Specifically relevant to the development of pneumonia, central effects of anticholinergic medications including sedation and altered mental status may contribute to risk of aspiration events.[13] Sedation and altered mental status could also contribute to poor pulmonary hygiene and atelectasis in the context of a viral respiratory infection, increasing the risk of developing postviral pneumonia.

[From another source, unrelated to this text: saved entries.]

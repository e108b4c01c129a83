//! Half-grid reflection.

use super::MirrorDirection;
use crate::grid::Dimensions;

/// Reflects one half of the grid onto the other.
///
/// The result starts as a copy of the input and only the destination half is
/// overwritten, so the source half is carried over verbatim.
pub(super) fn mirror(pixels: &[u8], dims: Dimensions, direction: MirrorDirection) -> Vec<u8> {
	let mut mirrored = pixels.to_vec();
	let (width, height) = (dims.width(), dims.height());

	match direction {
		MirrorDirection::RightToLeft | MirrorDirection::LeftToRight => {
			for y in 0..height {
				for x in 0..dims.half_width() {
					let left = dims.idx(x, y);
					let right = dims.idx(width - 1 - x, y);
					let (src, dst) = if direction == MirrorDirection::RightToLeft {
						(right, left)
					} else {
						(left, right)
					};
					mirrored[dst] = pixels[src];
				}
			}
		}
		MirrorDirection::BottomToTop | MirrorDirection::TopToBottom => {
			for y in 0..dims.half_height() {
				for x in 0..width {
					let top = dims.idx(x, y);
					let bottom = dims.idx(x, height - 1 - y);
					let (src, dst) = if direction == MirrorDirection::BottomToTop {
						(bottom, top)
					} else {
						(top, bottom)
					};
					mirrored[dst] = pixels[src];
				}
			}
		}
	}

	mirrored
}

The objective of the current study was to determine whether acute or chronic use of anticholinergic medications was related to risk of CAP in older adults and whether anticholinergic potency further affected risk. It was hypothesized that use of anticholinergic medications would increase the risk of pneumonia in this population in addition to their known adverse effects and that high-potency anticholinergics would be associated with greater risk than low-potency anticholinergics.